[Collected data]
━━━

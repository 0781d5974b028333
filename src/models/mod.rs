use serde::{Deserialize, Serialize};
use utoipa::ToSchema;

pub const CLIENT_TOOL_VERSION: &str = "1.0.0";
pub const UPLOAD_FORM_FIELD: &str = "file";
pub const AUTHORIZATION_PLACEHOLDER: &str = "YOUR-UPLOAD-PASSWORD-HERE";

/// Custom uploader descriptor understood by ShareX-style client tools.
#[derive(Debug, Clone, PartialEq, Serialize, Deserialize, ToSchema)]
#[serde(rename_all = "PascalCase")]
pub struct ClientToolConfig {
    pub name: String,
    pub version: String,
    pub destination_type: String,
    pub request_method: String,
    #[serde(rename = "RequestURL")]
    pub request_url: String,
    pub body: String,
    pub file_form_name: String,
    #[serde(rename = "URL")]
    pub url: String,
    #[serde(rename = "DeletionURL")]
    pub deletion_url: String,
    pub headers: ClientToolHeaders,
    pub error_message: String,
}

#[derive(Debug, Clone, PartialEq, Serialize, Deserialize, ToSchema)]
pub struct ClientToolHeaders {
    #[serde(rename = "Authorization")]
    pub authorization: String,
    #[serde(rename = "X-Use-Original-Filename")]
    pub use_original_filename: u8,
}

impl ClientToolConfig {
    /// Descriptor for the uploader reachable at `host`, posting to `request_url`.
    /// Response fields are left as `$json:…$` placeholders for the client to fill.
    pub fn new(host: &str, request_url: &str) -> Self {
        Self {
            name: format!("{} (File uploader)", host),
            version: CLIENT_TOOL_VERSION.to_string(),
            destination_type: "ImageUploader, FileUploader".to_string(),
            request_method: "POST".to_string(),
            request_url: request_url.to_string(),
            body: "MultipartFormData".to_string(),
            file_form_name: UPLOAD_FORM_FIELD.to_string(),
            url: "$json:url$".to_string(),
            deletion_url: "$json:delete_url$".to_string(),
            headers: ClientToolHeaders {
                authorization: AUTHORIZATION_PLACEHOLDER.to_string(),
                use_original_filename: 1,
            },
            error_message: "$json:status$".to_string(),
        }
    }
}
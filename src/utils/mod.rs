pub mod hash;
pub mod path;
pub mod token;
pub mod validation;
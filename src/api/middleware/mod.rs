pub mod auth;
pub mod request_id;
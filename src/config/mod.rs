use std::collections::HashSet;
use std::env;
use std::path::PathBuf;

const DEFAULT_TOKENIZED_EXTENSIONS: &[&str] = &[
    // Images
    ".png", ".jpg", ".jpeg", ".gif", ".webp", ".bmp",
    // Video
    ".mp4", ".webm", ".mov",
    // Audio
    ".mp3", ".ogg", ".wav",
];

/// Configuration for the upload service
#[derive(Debug, Clone)]
pub struct UploadConfig {
    /// Directory uploaded files are stored in (default: "uploads")
    pub upload_dir: PathBuf,

    /// Extensions (with leading dot) that get a random token as stored name
    pub tokenized_extensions: HashSet<String>,

    /// Shared password expected in the Authorization header.
    /// Uploads are open when unset.
    pub upload_password: Option<String>,

    /// Secret mixed into per-file delete keys
    pub delete_secret: String,

    /// Public base URL used for absolute links, e.g. "https://files.example.com"
    pub public_url: Option<String>,

    /// Maximum file size in bytes (default: 256 MB)
    pub max_file_size: usize,

    /// Random bytes used for token names (default: 12)
    pub token_length: usize,

    /// Honor `X-Forwarded-Proto` from a reverse proxy (default: false)
    pub trust_proxy: bool,
}

impl Default for UploadConfig {
    fn default() -> Self {
        Self {
            upload_dir: PathBuf::from("uploads"),
            tokenized_extensions: DEFAULT_TOKENIZED_EXTENSIONS
                .iter()
                .map(|e| e.to_string())
                .collect(),
            upload_password: None,
            delete_secret: "change-me".to_string(),
            public_url: None,
            max_file_size: 256 * 1024 * 1024, // 256 MB
            token_length: 12,
            trust_proxy: false,
        }
    }
}

impl UploadConfig {
    /// Load configuration from environment variables
    pub fn from_env() -> Self {
        let default = Self::default();

        Self {
            upload_dir: env::var("UPLOAD_DIR")
                .map(PathBuf::from)
                .unwrap_or(default.upload_dir),

            tokenized_extensions: env::var("TOKENIZED_EXTENSIONS")
                .map(|v| parse_extensions(&v))
                .unwrap_or(default.tokenized_extensions),

            upload_password: env::var("UPLOAD_PASSWORD")
                .ok()
                .filter(|v| !v.is_empty()),

            delete_secret: env::var("DELETE_SECRET").unwrap_or(default.delete_secret),

            public_url: env::var("PUBLIC_URL")
                .ok()
                .map(|v| v.trim_end_matches('/').to_string())
                .filter(|v| !v.is_empty()),

            max_file_size: env::var("MAX_FILE_SIZE")
                .ok()
                .and_then(|v| v.parse().ok())
                .unwrap_or(default.max_file_size),

            token_length: env::var("TOKEN_LENGTH")
                .ok()
                .and_then(|v| v.parse().ok())
                .filter(|&n: &usize| n > 0)
                .unwrap_or(default.token_length),

            trust_proxy: env::var("TRUST_PROXY")
                .map(|v| parse_bool(&v))
                .unwrap_or(default.trust_proxy),
        }
    }

    /// Config for local development and tests: files go to `upload_dir`,
    /// no password, small size limit.
    pub fn development(upload_dir: impl Into<PathBuf>) -> Self {
        Self {
            upload_dir: upload_dir.into(),
            delete_secret: "dev-secret".to_string(),
            max_file_size: 16 * 1024 * 1024,
            ..Self::default()
        }
    }

    pub fn is_tokenized(&self, extension: &str) -> bool {
        self.tokenized_extensions.contains(extension)
    }
}

/// Parses a comma separated extension list. Values are lowercased and get a
/// leading dot when missing.
pub fn parse_extensions(raw: &str) -> HashSet<String> {
    raw.split(',')
        .map(|s| s.trim().to_lowercase())
        .filter(|s| !s.is_empty() && s != ".")
        .map(|s| if s.starts_with('.') { s } else { format!(".{}", s) })
        .collect()
}

fn parse_bool(raw: &str) -> bool {
    matches!(raw.trim().to_ascii_lowercase().as_str(), "1" | "true" | "yes" | "on")
}
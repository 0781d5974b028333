use crate::AppState;
use crate::api::error::AppError;
use crate::config::UploadConfig;
use axum::{
    extract::{Request, State},
    http::HeaderMap,
    middleware::Next,
    response::Response,
};

/// True when the request carries the configured upload password, or when no
/// password is configured at all. A `Bearer ` prefix is accepted.
pub fn is_authorized(config: &UploadConfig, headers: &HeaderMap) -> bool {
    let Some(expected) = config.upload_password.as_deref() else {
        return true;
    };

    headers
        .get("Authorization")
        .and_then(|h| h.to_str().ok())
        .map(|h| h.strip_prefix("Bearer ").unwrap_or(h).trim())
        .is_some_and(|given| given == expected)
}

pub async fn upload_auth_middleware(
    State(state): State<AppState>,
    req: Request,
    next: Next,
) -> Result<Response, AppError> {
    if is_authorized(&state.config, req.headers()) {
        return Ok(next.run(req).await);
    }

    tracing::warn!("Rejected unauthorized request to {}", req.uri().path());
    Err(AppError::Unauthorized("Unauthorized".to_string()))
}
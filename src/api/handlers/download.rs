use crate::AppState;
use crate::api::error::AppError;
use crate::services::uploaded_file::UploadError;
use crate::utils::path::safe_join;
use axum::{
    body::Body,
    extract::{Path, State},
    http::header,
    response::{IntoResponse, Response},
};
use tokio::io::AsyncReadExt;
use tokio_util::io::ReaderStream;

const SNIFF_LEN: usize = 8192;

/// Content type from the leading bytes: magic numbers first, then UTF-8 text,
/// then octet-stream. Markup is never served as such.
pub fn sniff_content_type(header: &[u8]) -> String {
    if let Some(kind) = infer::get(header) {
        let mime_type = kind.mime_type();
        if mime_type == "text/html" || mime_type.contains("xml") {
            return mime::TEXT_PLAIN_UTF_8.to_string();
        }
        return mime_type.to_string();
    }

    let is_text = !header.contains(&0)
        && match std::str::from_utf8(header) {
            Ok(_) => true,
            // A multi-byte char cut off by the sniff window is still text
            Err(e) => e.error_len().is_none(),
        };

    if is_text {
        mime::TEXT_PLAIN_UTF_8.to_string()
    } else {
        mime::APPLICATION_OCTET_STREAM.to_string()
    }
}

#[utoipa::path(
    get,
    path = "/uploads/{filename}",
    params(
        ("filename" = String, Path, description = "Stored filename")
    ),
    responses(
        (status = 200, description = "File content stream"),
        (status = 400, description = "Invalid filename"),
        (status = 404, description = "File not found")
    ),
    tag = "files"
)]
pub async fn download_file(
    State(state): State<AppState>,
    Path(filename): Path<String>,
) -> Result<Response, AppError> {
    let path = safe_join(&state.config.upload_dir, &filename)
        .ok_or_else(|| UploadError::PathTraversal(filename.clone()))?;

    let mut file = match tokio::fs::File::open(&path).await {
        Ok(file) => file,
        Err(e) if e.kind() == std::io::ErrorKind::NotFound => {
            return Err(AppError::NotFound("File not found".to_string()));
        }
        Err(e) => return Err(UploadError::Io(e).into()),
    };

    let metadata = file.metadata().await.map_err(UploadError::Io)?;
    if !metadata.is_file() {
        return Err(AppError::NotFound("File not found".to_string()));
    }

    let mut head = vec![0u8; SNIFF_LEN];
    let mut n = 0;
    while n < SNIFF_LEN {
        let read = file.read(&mut head[n..]).await.map_err(UploadError::Io)?;
        if read == 0 {
            break;
        }
        n += read;
    }
    head.truncate(n);

    let content_type = sniff_content_type(&head);

    // Put the sniffed bytes back in front of the rest of the file
    let reader = std::io::Cursor::new(head).chain(file);
    let body = Body::from_stream(ReaderStream::new(reader));

    let headers = [
        (header::CONTENT_TYPE, content_type),
        (header::CONTENT_LENGTH, metadata.len().to_string()),
        (header::X_CONTENT_TYPE_OPTIONS, "nosniff".to_string()),
    ];

    Ok((headers, body).into_response())
}
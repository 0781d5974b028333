use crate::AppState;
use axum::{Json, extract::State, response::IntoResponse};
use serde::Serialize;
use utoipa::ToSchema;

#[derive(Serialize, ToSchema)]
pub struct HealthResponse {
    pub status: String,
    pub upload_dir: String,
    pub writable: bool,
    pub version: String,
}

#[utoipa::path(
    get,
    path = "/health",
    responses(
        (status = 200, description = "System health status", body = HealthResponse)
    ),
    tag = "system"
)]
pub async fn health_check(State(state): State<AppState>) -> impl IntoResponse {
    // A missing directory is created on first upload, so it counts as writable
    let writable = match tokio::fs::metadata(&state.config.upload_dir).await {
        Ok(meta) => meta.is_dir() && !meta.permissions().readonly(),
        Err(e) => e.kind() == std::io::ErrorKind::NotFound,
    };

    Json(HealthResponse {
        status: "ok".to_string(),
        upload_dir: state.config.upload_dir.display().to_string(),
        writable,
        version: env!("CARGO_PKG_VERSION").to_string(),
    })
}
use crate::AppState;
use crate::api::error::AppError;
use crate::api::handlers::StatusResponse;
use crate::api::middleware::auth::is_authorized;
use crate::services::uploaded_file::UploadedFile;
use crate::utils::hash::verify_delete_key;
use axum::{
    Json,
    extract::{Path, Query, State},
    http::HeaderMap,
};
use serde::Deserialize;
use utoipa::IntoParams;

#[derive(Debug, Deserialize, IntoParams)]
#[into_params(parameter_in = Query)]
pub struct DeleteQuery {
    /// Delete key returned with the upload
    pub key: Option<String>,
}

#[utoipa::path(
    delete,
    path = "/api/delete/{filename}",
    params(
        ("filename" = String, Path, description = "Stored filename"),
        DeleteQuery
    ),
    responses(
        (status = 200, description = "File deleted", body = StatusResponse),
        (status = 400, description = "Invalid filename", body = StatusResponse),
        (status = 403, description = "Missing or wrong delete key", body = StatusResponse),
        (status = 404, description = "File not found", body = StatusResponse)
    ),
    tag = "files"
)]
pub async fn delete_file(
    State(state): State<AppState>,
    Path(filename): Path<String>,
    Query(query): Query<DeleteQuery>,
    headers: HeaderMap,
) -> Result<Json<StatusResponse>, AppError> {
    let by_key = query
        .key
        .as_deref()
        .is_some_and(|key| verify_delete_key(&state.config.delete_secret, &filename, key));
    // Without a configured password everybody would pass, so only the key counts then
    let by_password =
        state.config.upload_password.is_some() && is_authorized(&state.config, &headers);

    if !by_key && !by_password {
        tracing::warn!("Rejected delete of {:?}: bad or missing key", filename);
        return Err(AppError::Forbidden("Invalid delete key".to_string()));
    }

    if UploadedFile::delete(&state.config, &filename).await? {
        Ok(Json(StatusResponse::success()))
    } else {
        Err(AppError::NotFound("File not found".to_string()))
    }
}
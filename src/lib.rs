pub mod api;
pub mod config;
pub mod models;
pub mod services;
pub mod utils;

use crate::config::UploadConfig;
use axum::{
    Router,
    middleware::{from_fn, from_fn_with_state},
    routing::{get, post},
};
use std::sync::Arc;
use tower_http::cors::{Any, CorsLayer};
use utoipa::openapi::security::{ApiKey, ApiKeyValue, SecurityScheme};
use utoipa::{Modify, OpenApi};
use utoipa_swagger_ui::SwaggerUi;

#[derive(OpenApi)]
#[openapi(
    paths(
        api::handlers::upload::upload_file,
        api::handlers::delete::delete_file,
        api::handlers::download::download_file,
        api::handlers::sharex::sharex_config,
        api::handlers::health::health_check,
    ),
    components(
        schemas(
            api::handlers::StatusResponse,
            api::handlers::upload::UploadResponse,
            api::handlers::upload::UploadForm,
            api::handlers::health::HealthResponse,
            models::ClientToolConfig,
            models::ClientToolHeaders,
        )
    ),
    modifiers(&UploadPasswordAddon),
    tags(
        (name = "files", description = "Upload, download and delete files"),
        (name = "system", description = "Service status")
    )
)]
pub struct ApiDoc;

struct UploadPasswordAddon;

impl Modify for UploadPasswordAddon {
    fn modify(&self, openapi: &mut utoipa::openapi::OpenApi) {
        if let Some(components) = openapi.components.as_mut() {
            components.add_security_scheme(
                "upload_password",
                SecurityScheme::ApiKey(ApiKey::Header(ApiKeyValue::new("Authorization"))),
            );
        }
    }
}

#[derive(Clone)]
pub struct AppState {
    pub config: Arc<UploadConfig>,
}

impl AppState {
    pub fn new(config: UploadConfig) -> Self {
        Self {
            config: Arc::new(config),
        }
    }
}

pub fn create_app(state: AppState) -> Router {
    // Room for multipart boundaries and headers on top of the file itself
    let body_limit = state.config.max_file_size + 1024 * 1024;

    Router::new()
        .merge(SwaggerUi::new("/swagger-ui").url("/api-docs/openapi.json", ApiDoc::openapi()))
        .route("/health", get(api::handlers::health::health_check))
        .route(
            "/api/upload",
            post(api::handlers::upload::upload_file).layer(from_fn_with_state(
                state.clone(),
                api::middleware::auth::upload_auth_middleware,
            )),
        )
        .route(
            "/api/delete/:filename",
            get(api::handlers::delete::delete_file).delete(api::handlers::delete::delete_file),
        )
        .route("/api/sharex", get(api::handlers::sharex::sharex_config))
        .route(
            "/uploads/:filename",
            get(api::handlers::download::download_file),
        )
        .layer(from_fn(api::middleware::request_id::request_id_middleware))
        .layer(
            CorsLayer::new()
                .allow_origin(Any)
                .allow_methods(Any)
                .allow_headers(Any),
        )
        .layer(axum::extract::DefaultBodyLimit::max(body_limit))
        .with_state(state)
}
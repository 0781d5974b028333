use axum::{extract::Request, http::HeaderValue, middleware::Next, response::Response};
use uuid::Uuid;

pub const REQUEST_ID_HEADER: &str = "x-request-id";

pub async fn request_id_middleware(mut req: Request, next: Next) -> Response {
    let request_id = req
        .headers()
        .get(REQUEST_ID_HEADER)
        .and_then(|v| v.to_str().ok())
        .filter(|v| !v.is_empty())
        .map(|v| v.to_string())
        .unwrap_or_else(|| Uuid::new_v4().to_string());

    let header = HeaderValue::from_str(&request_id).ok();

    if let Some(value) = header.clone() {
        req.headers_mut().insert(REQUEST_ID_HEADER, value);
    }

    let mut response = next.run(req).await;

    if let Some(value) = header {
        response.headers_mut().insert(REQUEST_ID_HEADER, value);
    }

    response
}
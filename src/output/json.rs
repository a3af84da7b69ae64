//! JSON output formatter for duplicate scan results.
//!
//! Provides machine-readable JSON output for scripting and automation.
//!
//! # Output Schema
//!
//! ```json
//! {
//!   "duplicates": [
//!     {
//!       "digest": "abc123...",
//!       "size": 1024,
//!       "files": [
//!         {"path": "/a.txt", "size": 1024, "modified": "2026-08-07T12:00:00Z"}
//!       ]
//!     }
//!   ],
//!   "summary": {
//!     "total_files": 100,
//!     "total_size": 1048576,
//!     "directories_visited": 12,
//!     "truncated": false,
//!     "duplicate_groups": 5,
//!     "duplicate_files": 10,
//!     "wasted_bytes": 51200,
//!     "skipped": []
//!   }
//! }
//! ```

use serde::Serialize;

use crate::duplicates::{DuplicateGroup, ScanSummary};
use crate::scanner::SkippedFile;

/// Summary statistics in JSON format.
#[derive(Debug, Clone, Serialize)]
pub struct JsonSummary {
    /// Total number of files discovered by the walk
    pub total_files: usize,
    /// Total size of all discovered files in bytes
    pub total_size: u64,
    /// Directory-traversal steps consumed
    pub directories_visited: usize,
    /// Whether the walk stopped early at the directory cap
    pub truncated: bool,
    /// Number of confirmed duplicate groups
    pub duplicate_groups: usize,
    /// Number of files across all duplicate groups
    pub duplicate_files: usize,
    /// Bytes reclaimable by keeping one copy per group
    pub wasted_bytes: u64,
    /// Files excluded from the scan, with reasons
    pub skipped: Vec<SkippedFile>,
}

impl From<&ScanSummary> for JsonSummary {
    fn from(summary: &ScanSummary) -> Self {
        Self {
            total_files: summary.total_files,
            total_size: summary.total_size,
            directories_visited: summary.directories_visited,
            truncated: summary.truncated,
            duplicate_groups: summary.duplicate_groups,
            duplicate_files: summary.duplicate_files,
            wasted_bytes: summary.wasted_bytes,
            skipped: summary.skipped.clone(),
        }
    }
}

/// Complete scan report in JSON format.
#[derive(Debug, Clone, Serialize)]
pub struct JsonScanReport<'a> {
    /// Confirmed duplicate groups
    pub duplicates: &'a [DuplicateGroup],
    /// Scan statistics
    pub summary: JsonSummary,
}

impl<'a> JsonScanReport<'a> {
    /// Build a report from scan results.
    #[must_use]
    pub fn new(groups: &'a [DuplicateGroup], summary: &ScanSummary) -> Self {
        Self {
            duplicates: groups,
            summary: JsonSummary::from(summary),
        }
    }

    /// Serialize to compact JSON.
    ///
    /// # Errors
    ///
    /// Returns an error if serialization fails.
    pub fn to_json(&self) -> serde_json::Result<String> {
        serde_json::to_string(self)
    }

    /// Serialize to pretty-printed JSON.
    ///
    /// # Errors
    ///
    /// Returns an error if serialization fails.
    pub fn to_json_pretty(&self) -> serde_json::Result<String> {
        serde_json::to_string_pretty(self)
    }
}
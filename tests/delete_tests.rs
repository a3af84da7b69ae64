//! Integration tests for batch deletion and its audit surfaces.

use dupehist::actions::{delete_files, DeleteOutcome};
use dupehist::duplicates::DuplicateFinder;
use dupehist::history::HistoryStore;
use std::fs;
use std::path::{Path, PathBuf};
use tempfile::tempdir;

fn write(dir: &Path, name: &str, content: &[u8]) -> PathBuf {
    let path = dir.join(name);
    fs::write(&path, content).unwrap();
    path
}

#[test]
fn test_reference_scenario_scan_then_delete() {
    // a.txt = "hello", b.txt = "hello", c.txt = "world":
    // scan finds one group, deleting b.txt frees 5 bytes.
    let data = tempdir().unwrap();
    let state = tempdir().unwrap();
    let a = write(data.path(), "a.txt", b"hello");
    let b = write(data.path(), "b.txt", b"hello");
    let c = write(data.path(), "c.txt", b"world");
    filetime::set_file_mtime(&a, filetime::FileTime::from_unix_time(1_000, 0)).unwrap();
    filetime::set_file_mtime(&b, filetime::FileTime::from_unix_time(2_000, 0)).unwrap();

    let finder = DuplicateFinder::with_defaults();
    let (groups, _) = finder.find_duplicates(data.path()).unwrap();

    assert_eq!(groups.len(), 1);
    assert_eq!(groups[0].paths(), vec![a.clone(), b.clone()]);

    // Delete everything except the keep candidate.
    let to_delete: Vec<_> = groups[0].paths().into_iter().skip(1).collect();
    let history = HistoryStore::open(&state.path().join("history.db")).unwrap();
    let log_path = state.path().join("cleaner.log");

    let batch = delete_files(&to_delete, &log_path, &history).unwrap();

    assert_eq!(batch.bytes_freed, 5);
    assert!(a.exists());
    assert!(!b.exists());
    assert!(c.exists());
}

#[test]
fn test_delete_appends_deleted_and_missing_lines() {
    let dir = tempdir().unwrap();
    let target = write(dir.path(), "victim.txt", b"123456");
    let absent = dir.path().join("already-gone.txt");
    let history = HistoryStore::open(&dir.path().join("history.db")).unwrap();
    let log_path = dir.path().join("cleaner.log");

    let batch = delete_files(&[target.clone(), absent.clone()], &log_path, &history).unwrap();

    assert_eq!(batch.bytes_freed, 6);
    assert_eq!(batch.deleted_count(), 1);
    assert_eq!(batch.missing_count(), 1);

    let log = fs::read_to_string(&log_path).unwrap();
    let lines: Vec<_> = log.lines().collect();
    assert_eq!(
        lines,
        vec![
            format!("Deleted {}", target.display()),
            format!("Missing {}", absent.display()),
        ]
    );
}

#[test]
fn test_missing_path_does_not_raise_and_frees_nothing() {
    let dir = tempdir().unwrap();
    let history = HistoryStore::open(&dir.path().join("history.db")).unwrap();
    let absent = dir.path().join("phantom.txt");

    let batch = delete_files(
        &[absent.clone()],
        &dir.path().join("cleaner.log"),
        &history,
    )
    .unwrap();

    assert_eq!(batch.bytes_freed, 0);
    assert_eq!(batch.records.len(), 1);
    assert_eq!(batch.records[0].outcome, DeleteOutcome::Missing);
}

#[test]
fn test_successful_batch_is_queryable_via_history() {
    let dir = tempdir().unwrap();
    let a = write(dir.path(), "a.txt", b"aaaa");
    let b = write(dir.path(), "b.txt", b"bb");
    let history = HistoryStore::open(&dir.path().join("history.db")).unwrap();

    let batch = delete_files(
        &[a.clone(), b.clone()],
        &dir.path().join("cleaner.log"),
        &history,
    )
    .unwrap();
    assert_eq!(batch.bytes_freed, 6);

    let latest = history.query(Some(1)).unwrap();
    assert_eq!(latest.len(), 1);
    assert_eq!(latest[0].bytes_freed, 6);
    assert!(latest[0].paths.contains(&*a.to_string_lossy()));
    assert!(latest[0].paths.contains(&*b.to_string_lossy()));
}

#[test]
fn test_all_failed_batch_leaves_history_empty() {
    let dir = tempdir().unwrap();
    let history = HistoryStore::open(&dir.path().join("history.db")).unwrap();

    delete_files(
        &[dir.path().join("no1"), dir.path().join("no2")],
        &dir.path().join("cleaner.log"),
        &history,
    )
    .unwrap();

    assert!(history.query(None).unwrap().is_empty());
}

#[test]
fn test_partial_batch_records_only_deleted_paths() {
    let dir = tempdir().unwrap();
    let real = write(dir.path(), "real.txt", b"data");
    let absent = dir.path().join("absent.txt");
    let history = HistoryStore::open(&dir.path().join("history.db")).unwrap();

    delete_files(
        &[absent.clone(), real.clone()],
        &dir.path().join("cleaner.log"),
        &history,
    )
    .unwrap();

    let entries = history.query(None).unwrap();
    assert_eq!(entries.len(), 1);
    assert_eq!(entries[0].path_list(), vec![real.to_string_lossy().as_ref()]);
    assert_eq!(entries[0].bytes_freed, 4);
}

#[test]
fn test_repeat_deletion_of_same_selection_is_race_safe() {
    let dir = tempdir().unwrap();
    let target = write(dir.path(), "dup.txt", b"x");
    let history = HistoryStore::open(&dir.path().join("history.db")).unwrap();
    let log_path = dir.path().join("cleaner.log");

    let first = delete_files(&[target.clone()], &log_path, &history).unwrap();
    let second = delete_files(&[target.clone()], &log_path, &history).unwrap();

    assert_eq!(first.deleted_count(), 1);
    assert_eq!(second.deleted_count(), 0);
    assert_eq!(second.missing_count(), 1);
    // Only the first batch reached the history.
    assert_eq!(history.len().unwrap(), 1);
}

━━━

Copy out the lines above exactly, beginning at the one that contains "Err(e) => e.kind()" and ending at the one that contains "#[derive(Debug, Deserialize, IntoParams)]".

=== EXERCISE ANSWER ===
        Err(e) => e.kind() == std::io::ErrorKind::NotFound,
    };

    Json(HealthResponse {
        status: "ok".to_string(),
        upload_dir: state.config.upload_dir.display().to_string(),
        writable,
        version: env!("CARGO_PKG_VERSION").to_string(),
    })
}
use crate::AppState;
use crate::api::error::AppError;
use crate::api::handlers::StatusResponse;
use crate::api::middleware::auth::is_authorized;
use crate::services::uploaded_file::UploadedFile;
use crate::utils::hash::verify_delete_key;
use axum::{
    Json,
    extract::{Path, Query, State},
    http::HeaderMap,
};
use serde::Deserialize;
use utoipa::IntoParams;

#[derive(Debug, Deserialize, IntoParams)]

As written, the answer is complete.